When you write new code, and the execution time of this code is dependant on the number of records to process, you must ensure that the time grows proportionally to the number of the records. In many cases, it is not obvious how slow some algorithm is on large sets of input data.

This is an example of the X++ job. You can use it to understand how well your algorithm does from the performance point of view.

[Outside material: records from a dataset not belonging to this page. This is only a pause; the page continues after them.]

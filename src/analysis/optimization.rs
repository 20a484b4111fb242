//! Model downgrade recommendations
//!
//! For each call the optimizer picks the cheapest model whose quality score
//! meets the floor of the call's complexity bucket. Models are ranked by the
//! sum of their input and output unit prices, which is a price proxy and not
//! a volume-weighted cost. Equal sums keep the pricing table's order, so the
//! first listed model wins a tie.

use super::complexity::{Complexity, classify};
use crate::error::ObservatoryResult;
use crate::models::{CallRecord, PricingEntry, PricingTable};
use serde::{Deserialize, Serialize};

/// Optimizer answer for one (model, complexity) pair
#[derive(Debug, Clone, PartialEq, Serialize, Deserialize)]
pub struct Recommendation {
    pub model: String,
    pub pricing: PricingEntry,
    pub savings_potential: bool,
}

/// A call that could have run on a cheaper model
#[derive(Debug, Clone, PartialEq, Serialize, Deserialize)]
pub struct OptimizationOpportunity {
    pub timestamp: String,
    pub current_model: String,
    pub recommended_model: String,
    pub complexity: Complexity,
    pub current_cost: f64,
    pub optimal_cost: f64,
    pub savings: f64,
    pub input_tokens: u64,
    pub output_tokens: u64,
}

#[derive(Debug, Clone, Copy)]
pub struct Optimizer<'a> {
    pricing: &'a PricingTable,
}

impl<'a> Optimizer<'a> {
    pub fn new(pricing: &'a PricingTable) -> Self {
        Self { pricing }
    }

    /// Find the cheapest model that meets the quality floor of `complexity`
    pub fn recommend(&self, current_model: &str, complexity: Complexity) -> Recommendation {
        let min_quality = complexity.min_quality();
        let current_pricing = self.pricing.lookup_or_fallback(current_model);

        // min_by keeps the first of several equal minima
        let cheapest = self
            .pricing
            .entries()
            .filter(|(_, pricing)| pricing.quality_score >= min_quality)
            .min_by(|(_, a), (_, b)| a.unit_price_sum().total_cmp(&b.unit_price_sum()));

        match cheapest {
            Some((model, pricing)) if pricing.unit_price_sum() < current_pricing.unit_price_sum() => {
                Recommendation {
                    model: model.to_string(),
                    pricing: *pricing,
                    savings_potential: true,
                }
            }
            _ => Recommendation {
                model: current_model.to_string(),
                pricing: current_pricing,
                savings_potential: false,
            },
        }
    }

    /// Like [`Optimizer::recommend`] for a bucket given by name. Unknown
    /// names are a contract violation and fail loudly.
    pub fn recommend_bucket(&self, current_model: &str, bucket: &str) -> ObservatoryResult<Recommendation> {
        let complexity: Complexity = bucket.parse()?;
        Ok(self.recommend(current_model, complexity))
    }

    /// Classify `record`, and if a cheaper model qualifies, price the same
    /// tokens on both models.
    pub fn opportunity(&self, record: &CallRecord) -> Option<OptimizationOpportunity> {
        let complexity = classify(record.input_tokens);
        let recommendation = self.recommend(&record.model, complexity);
        if !recommendation.savings_potential {
            return None;
        }

        let input = record.input_tokens as f64;
        let output = record.output_tokens as f64;
        let current_cost = self
            .pricing
            .lookup_or_fallback(&record.model)
            .call_cost(input, output);
        let optimal_cost = recommendation.pricing.call_cost(input, output);

        Some(OptimizationOpportunity {
            timestamp: record.timestamp.clone(),
            current_model: record.model.clone(),
            recommended_model: recommendation.model,
            complexity,
            current_cost,
            optimal_cost,
            savings: current_cost - optimal_cost,
            input_tokens: record.input_tokens,
            output_tokens: record.output_tokens,
        })
    }
}
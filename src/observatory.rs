//! One entry point bundling pricing, format detection and analytics.

use crate::analysis::{AnalysisResult, Analyzer, Optimizer, Recommendation};
use crate::config::Config;
use crate::error::ObservatoryResult;
use crate::models::{CallRecord, PricingTable};
use crate::parser::{DEFAULT_BEDROCK_MODEL, FormatDetector, ParseContext, ParsedUpload};

pub struct Observatory {
    pricing: PricingTable,
    assumed_model: String,
    detector: FormatDetector,
}

impl Observatory {
    /// Built-in pricing and the default Bedrock model assumption.
    pub fn new() -> Self {
        Self::with_pricing(PricingTable::builtin().clone(), DEFAULT_BEDROCK_MODEL)
    }

    pub fn with_pricing(pricing: PricingTable, assumed_model: impl Into<String>) -> Self {
        Self {
            pricing,
            assumed_model: assumed_model.into(),
            detector: FormatDetector::new(),
        }
    }

    pub fn from_config(config: &Config) -> Self {
        Self::with_pricing(config.pricing_table(), config.parser.bedrock_default_model.clone())
    }

    pub fn pricing(&self) -> &PricingTable {
        &self.pricing
    }

    pub fn assumed_model(&self) -> &str {
        &self.assumed_model
    }

    pub fn detect_and_parse(&self, bytes: &[u8]) -> ObservatoryResult<ParsedUpload> {
        let ctx = ParseContext {
            pricing: &self.pricing,
            assumed_model: &self.assumed_model,
        };
        self.detector.detect_and_parse(bytes, &ctx)
    }

    pub fn analyze(&self, records: &[CallRecord]) -> ObservatoryResult<AnalysisResult> {
        Analyzer::new(&self.pricing).analyze(records)
    }

    pub fn recommend(&self, current_model: &str, bucket: &str) -> ObservatoryResult<Recommendation> {
        Optimizer::new(&self.pricing).recommend_bucket(current_model, bucket)
    }
}

impl Default for Observatory {
    fn default() -> Self {
        Self::new()
    }
}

static void testPerformance_Job(Args _args)
{
    #define.Limit(128)
    #define.ExecutionTime(1)
    int elements;
    int time;

    void doSomething_LinearTime(int _elements)
    {
        sleep(_elements * #ExecutionTime);
    }

    void doSomething_QuadraticTime(int _elements)
    {
        sleep((_elements * #ExecutionTime) * (_elements * #ExecutionTime));
    }

    elements = 1;
    while (elements <= #Limit)
    {
        time = WinAPI::getTickCount();
        doSomething_LinearTime(elements);
        //doSomething_QuadraticTime(elements);
        time = WinAPI::getTickCount() - time;

        info(strFmt("Elements %1, time %2 ms, %3 elements/ms",
                    elements,
                    time,
                    time == 0 ? 0 : elements / time));

        elements = elements * 2;
    }
}

The idea is pretty simple: you increase complexity in a fast manner and check how many elements get processed per millisecond. The job above results in the following:

Elements 1, time 0 ms, 0 elements/ms
Elements 2, time 0 ms, 0 elements/ms
Elements 4, time 0 ms, 0 elements/ms
Elements 8, time 16 ms, 0,50 elements/ms
Elements 16, time 15 ms, 1,07 elements/ms
Elements 32, time 31 ms, 1,03 elements/ms
Elements 64, time 78 ms, 0,82 elements/ms
Elements 128, time 125 ms, 1,02 elements/ms

So, the "complexity-to-time" function is linear (ignore the lines with zero execution time). Cool. Now, let's check another method's performance:

        //doSomething_LinearTime(elements);
        doSomething_QuadraticTime(elements); 

The following execution log is printed: 

Elements 1, time 0 ms, 0 elements/ms
Elements 2, time 0 ms, 0 elements/ms
Elements 4, time 16 ms, 0,25 elements/ms
Elements 8, time 62 ms, 0,13 elements/ms
Elements 16, time 265 ms, 0,06 elements/ms
Elements 32, time 1030 ms, 0,03 elements/ms
Elements 64, time 4087 ms, 0,02 elements/ms
Elements 128, time 16380 ms, 0,01 elements/ms

Here, the number of processed elements per millisecond drops. Imagine how many years it would take to process 1.000.000 elements with this bad performance? About 32.000 years. And for the first, linear algorithm, it would take only 12 days.

So, whenever you are in doubt about how fast your algorithm is when number of elements to process is growing, write this kind of job. It will immediately reveal problems with the performance.